O ministro do Supremo Tribunal Federal (STF) Luiz Fux votou nesta quarta-feira (10) pela absolvição total do ex-comandante da Marinha Almir Garnier, afastando todas as acusações contra ele no julgamento do chamado núcleo crucial da tentativa de golpe de Estado.
Na leitura de seu voto, Fux afirmou não haver elementos suficientes para caracterizar a participação de Garnier em uma associação criminosa. "Não se menciona que o acusado tenha se associado para a prática de uma série indeterminada de delitos punidos com pena máxima superior a quatro anos", disse o magistrado.
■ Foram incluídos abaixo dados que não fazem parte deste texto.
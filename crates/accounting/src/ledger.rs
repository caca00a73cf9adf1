use std::collections::HashMap;
use std::sync::RwLock;

use chrono::{DateTime, Utc};
use serde::{Deserialize, Serialize};
use thiserror::Error;

use assetbook_core::{JournalRef, Money};

/// High-level account kind (determines normal balance side).
#[derive(Debug, Clone, Copy, PartialEq, Eq, Hash, Serialize, Deserialize)]
#[serde(rename_all = "lowercase")]
pub enum AccountKind {
    Asset,
    Liability,
    Equity,
    Revenue,
    Expense,
}

/// Account identifier + metadata.
#[derive(Debug, Clone, PartialEq, Eq, Hash, Serialize, Deserialize)]
pub struct Account {
    pub code: String, // e.g. "6100"
    pub name: String, // e.g. "Depreciation expense"
    pub kind: AccountKind,
}

impl Account {
    pub fn new(code: impl Into<String>, name: impl Into<String>, kind: AccountKind) -> Self {
        Self {
            code: code.into(),
            name: name.into(),
            kind,
        }
    }
}

/// One side of a journal entry (immutable).
#[derive(Debug, Clone, PartialEq, Eq, Serialize, Deserialize)]
pub struct JournalEntryLine {
    pub account: Account,
    /// Positive amount.
    pub amount: Money,
    /// true = debit, false = credit.
    pub is_debit: bool,
}

#[derive(Debug, Clone, PartialEq, Eq, Error)]
pub enum JournalError {
    #[error("journal entry must have lines")]
    Empty,

    #[error("amount on account {account} must be positive, got {amount}")]
    NonPositiveAmount { account: String, amount: Money },

    #[error("debits ({debits}) must equal credits ({credits})")]
    Unbalanced { debits: Money, credits: Money },

    #[error("journal unavailable: {0}")]
    Unavailable(String),
}

/// A validated, balanced journal entry.
#[derive(Debug, Clone, PartialEq, Eq, Serialize, Deserialize)]
pub struct JournalEntry {
    pub id: JournalRef,
    pub description: String,
    pub lines: Vec<JournalEntryLine>,
    pub posted_at: DateTime<Utc>,
}

impl JournalEntry {
    /// Build an entry, rejecting empty, non-positive or unbalanced line sets.
    pub fn balanced(
        description: impl Into<String>,
        lines: Vec<JournalEntryLine>,
        posted_at: DateTime<Utc>,
    ) -> Result<Self, JournalError> {
        if lines.is_empty() {
            return Err(JournalError::Empty);
        }

        let mut debits = Money::ZERO;
        let mut credits = Money::ZERO;
        for line in &lines {
            if !line.amount.is_positive() {
                return Err(JournalError::NonPositiveAmount {
                    account: line.account.code.clone(),
                    amount: line.amount,
                });
            }
            if line.is_debit {
                debits += line.amount;
            } else {
                credits += line.amount;
            }
        }

        if debits != credits {
            return Err(JournalError::Unbalanced { debits, credits });
        }

        Ok(Self {
            id: JournalRef::new(),
            description: description.into(),
            lines,
            posted_at,
        })
    }
}

/// Destination for posted entries (the general ledger).
pub trait Journal: Send + Sync {
    fn post(&self, entry: JournalEntry) -> Result<JournalRef, JournalError>;

    fn get(&self, id: JournalRef) -> Result<Option<JournalEntry>, JournalError>;
}

/// Process-local journal, used by tests and the in-memory deployment.
#[derive(Debug, Default)]
pub struct InMemoryJournal {
    entries: RwLock<HashMap<JournalRef, JournalEntry>>,
}

impl InMemoryJournal {
    pub fn new() -> Self {
        Self::default()
    }

    pub fn len(&self) -> usize {
        self.entries.read().map(|m| m.len()).unwrap_or(0)
    }

    pub fn is_empty(&self) -> bool {
        self.len() == 0
    }
}

impl Journal for InMemoryJournal {
    fn post(&self, entry: JournalEntry) -> Result<JournalRef, JournalError> {
        let mut map = self
            .entries
            .write()
            .map_err(|_| JournalError::Unavailable("journal lock poisoned".to_string()))?;
        let id = entry.id;
        map.insert(id, entry);
        Ok(id)
    }

    fn get(&self, id: JournalRef) -> Result<Option<JournalEntry>, JournalError> {
        let map = self
            .entries
            .read()
            .map_err(|_| JournalError::Unavailable("journal lock poisoned".to_string()))?;
        Ok(map.get(&id).cloned())
    }
}

/// Accounts a depreciation period is posted against.
#[derive(Debug, Clone, PartialEq, Eq, Serialize, Deserialize)]
pub struct DepreciationAccounts {
    pub expense: Account,
    pub accumulated: Account,
}

impl DepreciationAccounts {
    pub fn new(expense_code: impl Into<String>, accumulated_code: impl Into<String>) -> Self {
        Self {
            expense: Account::new(expense_code, "Depreciation expense", AccountKind::Expense),
            // Contra-asset: carried as an asset account with a credit balance.
            accumulated: Account::new(
                accumulated_code,
                "Accumulated depreciation",
                AccountKind::Asset,
            ),
        }
    }

    /// Debit expense, credit accumulated depreciation.
    pub fn lines_for(&self, amount: Money) -> Vec<JournalEntryLine> {
        vec![
            JournalEntryLine {
                account: self.expense.clone(),
                amount,
                is_debit: true,
            },
            JournalEntryLine {
                account: self.accumulated.clone(),
                amount,
                is_debit: false,
            },
        ]
    }
}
O ministro destacou que o ex-militar participou de apenas duas reuniões do plano golpista, em dezembro de 2022, e que depois disso teria apenas se colocado à disposição do então presidente Jair Bolsonaro para executar o projeto. Para Fux, a conduta de Garnier se enquadra mais como a de um colaborador eventual em um crime predefinido. "Não há qualquer evidência de que o réu Almir Garnier tenha aderido a uma tal associação criminosa", reforçou.
Mais cedo, o magistrado havia votado pela condenação do ex-ajudante de ordens Mauro Cid por tentativa de abolição do Estado Democrático de Direito.
Outros votos
Na terça (9), os ministros Flávio Dino e Alexandre de Moraes, que é relator da ação penal, votaram pela condenação de Garnier.